- _Problem details_
Write out, word for word, every line in the data below from the one containing "PDF from disk" to the one containing "let page_count = pdf.get_pages().len();", both of them included.

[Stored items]

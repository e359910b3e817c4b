// Document extraction
// Pulls page text out of uploaded PDFs


use std::fs;
use std::panic::{self, AssertUnwindSafe};
use std::path::Path;

use tracing::{debug, warn};

use crate::{ChatError, Result};

/// An uploaded document: a name and its pages in order
#[derive(Debug, Clone, PartialEq, Eq)]
pub struct Document {
    pub name: String,
    pub pages: Vec<Page>,
}

/// One page of a document. Text is empty when nothing could be extracted.
#[derive(Debug, Clone, Default, PartialEq, Eq)]
pub struct Page {
    pub text: String,
}

impl Page {
    /// Whitespace-only output counts as no text
    #[inline]
    pub fn new(text: String) -> Self {
        if text.trim().is_empty() {
            Self::default()
        } else {
            Self { text }
        }
    }
}

/// The concatenated text of one document
#[derive(Debug, Clone, PartialEq, Eq)]
pub struct DocumentText {
    pub name: String,
    pub text: String,
}

impl Document {
    #[inline]
    pub fn from_pages<N, I, S>(name: N, pages: I) -> Self
    where
        N: Into<String>,
        I: IntoIterator<Item = S>,
        S: Into<String>,
    {
        Self {
            name: name.into(),
            pages: pages
                .into_iter()
                .map(|text| Page { text: text.into() })
                .collect(),
        }
    }

    /// Load a PDF from disk
    #[inline]
    pub fn from_pdf_path(path: &Path) -> Result<Self> {
        let name = path
            .file_name()
            .map_or_else(|| path.display().to_string(), |n| n.to_string_lossy().into_owned());

        let bytes = fs::read(path)
            .map_err(|e| ChatError::Extraction(format!("Failed to read PDF {}: {}", name, e)))?;

        Self::from_pdf_bytes(name, &bytes)
    }

    /// Load a PDF from an in-memory upload
    #[inline]
    pub fn from_pdf_bytes(name: impl Into<String>, bytes: &[u8]) -> Result<Self> {
        let name = name.into();
        let pdf = lopdf::Document::load_mem(bytes)
            .map_err(|e| ChatError::Extraction(format!("Failed to load PDF {}: {}", name, e)))?;
        let page_count = pdf.get_pages().len();

        let pages: Vec<Page> = match pdf_extract_pages(&name, bytes) {
            Some(texts) if texts.len() == page_count => texts.into_iter().map(Page::new).collect(),
            Some(texts) => {
                warn!(
                    "pdf-extract found {} pages in {} but the document has {}, using lopdf",
                    texts.len(),
                    name,
                    page_count
                );
                lopdf_pages(&name, &pdf)
            }
            None => lopdf_pages(&name, &pdf),
        };

        debug!("Extracted {} pages from {}", pages.len(), name);
        Ok(Self { name, pages })
    }

    /// Concatenated text of all pages
    #[inline]
    pub fn text(&self) -> String {
        self.pages.iter().map(|p| p.text.as_str()).collect()
    }

    #[inline]
    pub fn extract(&self) -> DocumentText {
        DocumentText {
            name: self.name.clone(),
            text: self.text(),
        }
    }
}

/// Per-page text via pdf-extract, which decodes font encodings better than
/// lopdf. `None` when it errors or panics on the file.
fn pdf_extract_pages(name: &str, bytes: &[u8]) -> Option<Vec<String>> {
    match panic::catch_unwind(AssertUnwindSafe(|| {
        pdf_extract::extract_text_from_mem_by_pages(bytes)
    })) {
        Ok(Ok(pages)) => Some(pages),
        Ok(Err(e)) => {
            warn!("pdf-extract failed for {}, falling back to lopdf: {}", name, e);
            None
        }
        Err(_) => {
            warn!("pdf-extract panicked on {}, falling back to lopdf", name);
            None
        }
    }
}

/// Page by page lopdf extraction. A page that fails yields an empty page.
fn lopdf_pages(name: &str, pdf: &lopdf::Document) -> Vec<Page> {
    pdf.get_pages()
        .into_keys()
        .map(|page_number| match pdf.extract_text(&[page_number]) {
            Ok(text) => Page::new(text),
            Err(e) => {
                warn!(
                    "No text extracted from page {} of {}: {}",
                    page_number, name, e
                );
                Page::default()
            }
        })
        .collect()
}

/// Extract the text of every document, in upload order
#[inline]
pub fn extract_all(documents: &[Document]) -> Vec<DocumentText> {
    documents.iter().map(Document::extract).collect()
}

/// True when none of the extracted documents has any visible text
#[inline]
pub fn is_empty_input(texts: &[DocumentText]) -> bool {
    texts.iter().all(|t| t.text.trim().is_empty())
}
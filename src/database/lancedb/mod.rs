// LanceDB vector database module
// One table per named index; each row is a passage with its embedding


pub mod vector_store;

use serde::{Deserialize, Serialize};

/// Embedding record stored in LanceDB
#[derive(Debug, Clone, PartialEq, Serialize, Deserialize)]
pub struct EmbeddingRecord {
    /// Unique identifier for this embedding
    pub id: String,
    pub vector: Vec<f32>,
    pub metadata: RecordMetadata,
}

/// Passage data stored alongside its embedding
#[derive(Debug, Clone, PartialEq, Eq, Serialize, Deserialize)]
pub struct RecordMetadata {
    /// The passage text
    pub content: String,
    /// Name of the document the passage was cut from
    pub source: String,
    /// Position of the passage within its document
    pub chunk_index: u32,
    /// RFC 3339 timestamp of when the index was written
    pub created_at: String,
}
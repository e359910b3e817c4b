use serial_test::serial;
use std::env;
use tempfile::TempDir;
use wiremock::{
    Mock, MockServer, ResponseTemplate,
    matchers::{header, method, path},
};

use super::*;

#[test]
fn load_existing_config_falls_back_to_defaults() {
    let temp_dir = TempDir::new().expect("should create TempDir successfully");

    let config = load_existing_config(temp_dir.path());

    assert_eq!(config, Config::with_base_dir(temp_dir.path()));
    assert!(!config.provider.chat_model.is_empty());
    assert!(config.provider.batch_size > 0);
}

#[test]
fn load_existing_config_reads_saved_file() {
    let temp_dir = TempDir::new().expect("should create TempDir successfully");
    let mut saved = Config::with_base_dir(temp_dir.path());
    saved.retrieval.top_k = 9;
    saved.save().expect("config should save");

    let config = load_existing_config(temp_dir.path());

    assert_eq!(config.retrieval.top_k, 9);
}

#[test]
fn show_config_with_defaults() {
    let temp_dir = TempDir::new().expect("should create TempDir successfully");

    assert!(show_config(temp_dir.path()).is_ok());
}

#[tokio::test]
#[serial]
async fn connection_check_uses_bearer_key() {
    let server = MockServer::start().await;
    Mock::given(method("GET"))
        .and(path("/v1/models"))
        .and(header("Authorization", "Bearer sk-check"))
        .respond_with(ResponseTemplate::new(200).set_body_string(r#"{"data":[]}"#))
        .expect(1)
        .mount(&server)
        .await;

    // SAFETY: serialized with every other test that touches the environment
    unsafe {
        env::set_var("PDF_CHAT_CHECK_KEY", "sk-check");
    }

    let provider = ProviderConfig {
        base_url: format!("{}/v1", server.uri()),
        api_key_env: "PDF_CHAT_CHECK_KEY".to_string(),
        ..ProviderConfig::default()
    };
    let result = tokio::task::spawn_blocking(move || test_provider_connection(&provider))
        .await
        .expect("blocking task should finish");

    // SAFETY: see above
    unsafe {
        env::remove_var("PDF_CHAT_CHECK_KEY");
    }

    assert_eq!(result, Ok(()));
}

#[test]
fn connection_check_without_key() {
    let provider = ProviderConfig {
        api_key_env: "PDF_CHAT_CHECK_KEY_SURELY_UNSET".to_string(),
        ..ProviderConfig::default()
    };

    assert_eq!(
        test_provider_connection(&provider),
        Err(ProviderError::MissingApiKey(
            "PDF_CHAT_CHECK_KEY_SURELY_UNSET".to_string()
        ))
    );
}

- _Solution for this problem_
    /// Load a PDF from disk
    #[inline]
    pub fn from_pdf_path(path: &Path) -> Result<Self> {
        let name = path
            .file_name()
            .map_or_else(|| path.display().to_string(), |n| n.to_string_lossy().into_owned());

        let bytes = fs::read(path)
            .map_err(|e| ChatError::Extraction(format!("Failed to read PDF {}: {}", name, e)))?;

        Self::from_pdf_bytes(name, &bytes)
    }

    /// Load a PDF from an in-memory upload
    #[inline]
    pub fn from_pdf_bytes(name: impl Into<String>, bytes: &[u8]) -> Result<Self> {
        let name = name.into();
        let pdf = lopdf::Document::load_mem(bytes)
            .map_err(|e| ChatError::Extraction(format!("Failed to load PDF {}: {}", name, e)))?;
        let page_count = pdf.get_pages().len();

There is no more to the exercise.